Work order.
In the data below, find the line containing "model input order", then set down that line and every later line up to and including the line containing "#[cfg(test)]", exactly.

BEGIN Data for this task

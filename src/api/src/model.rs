//! Pairwise finishing-order model.
//!
//! A logistic regression over `[pos_a, pos_b, pos_a - pos_b]` trained offline
//! and exported as a small JSON coefficient file.

use anyhow::{Context, Result};
use serde::{Deserialize, Serialize};
use std::path::Path;
use std::sync::Arc;

use crate::aggregator::PairwiseOracle;
use crate::config::ModelConfig;

/// Number of input features
pub const NUM_FEATURES: usize = 3;

/// Feature names in model input order
pub const FEATURE_NAMES: [&str; NUM_FEATURES] = ["pos_a", "pos_b", "pos_diff"];

/// Logistic pairwise model: P(A ahead of B) = sigmoid(intercept + w · x).
#[derive(Debug, Clone, PartialEq, Serialize, Deserialize)]
pub struct PairModel {
    pub coefficients: [f64; NUM_FEATURES],
    pub intercept: f64,
}

impl PairModel {
    #[cfg(test)]
    pub fn new(coefficients: [f64; NUM_FEATURES], intercept: f64) -> Self {
        Self {
            coefficients,
            intercept,
        }
    }

    /// Load model coefficients from a JSON file.
    pub fn load<P: AsRef<Path>>(path: P) -> Result<Self> {
        let path = path.as_ref();
        let content = std::fs::read_to_string(path)
            .with_context(|| format!("Failed to read model file {}", path.display()))?;
        let model: PairModel =
            serde_json::from_str(&content).context("Failed to parse model coefficients")?;

        if !model.intercept.is_finite() || model.coefficients.iter().any(|w| !w.is_finite()) {
            anyhow::bail!("Model file {} contains non-finite coefficients", path.display());
        }

        Ok(model)
    }

    /// Probability that A finishes ahead of B.
    pub fn predict(&self, features: [f64; NUM_FEATURES]) -> f64 {
        let logit = self.intercept
            + self
                .coefficients
                .iter()
                .zip(features.iter())
                .map(|(w, x)| w * x)
                .sum::<f64>();
        sigmoid(logit)
    }
}

impl PairwiseOracle for PairModel {
    fn probability_ahead(&self, pos_a: i64, pos_b: i64, pos_diff: i64) -> Result<f64> {
        let p = self.predict([pos_a as f64, pos_b as f64, pos_diff as f64]);
        if !p.is_finite() {
            anyhow::bail!("Model produced a non-finite probability for ({}, {})", pos_a, pos_b);
        }
        Ok(p)
    }
}

fn sigmoid(x: f64) -> f64 {
    1.0 / (1.0 + (-x).exp())
}

/// Thread-safe model wrapper for use in web handlers.
pub type SharedModel = Arc<PairModel>;

/// Create a shared model instance.
pub fn create_shared_model<P: AsRef<Path>>(path: P) -> Result<SharedModel> {
    let model = PairModel::load(path)?;
    Ok(Arc::new(model))
}

/// Load the configured model as an oracle.
///
/// A missing or unreadable model is not fatal: the service falls back to
/// the grid-position heuristic.
pub fn load_oracle(config: &ModelConfig) -> Option<Arc<dyn PairwiseOracle>> {
    if !config.enabled {
        tracing::info!("Pairwise model disabled, using grid-position heuristic");
        return None;
    }

    match create_shared_model(&config.path) {
        Ok(model) => {
            tracing::info!(path = %config.path, ?model, "Pairwise model loaded");
            Some(model)
        }
        Err(e) => {
            tracing::warn!(
                path = %config.path,
                "Failed to load pairwise model: {:#}, using grid-position heuristic",
                e
            );
            None
        }
    }
}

END Data for this task

Result of this exercise.
/// Feature names in model input order
pub const FEATURE_NAMES: [&str; NUM_FEATURES] = ["pos_a", "pos_b", "pos_diff"];

/// Logistic pairwise model: P(A ahead of B) = sigmoid(intercept + w · x).
#[derive(Debug, Clone, PartialEq, Serialize, Deserialize)]
pub struct PairModel {
    pub coefficients: [f64; NUM_FEATURES],
    pub intercept: f64,
}

impl PairModel {
    #[cfg(test)]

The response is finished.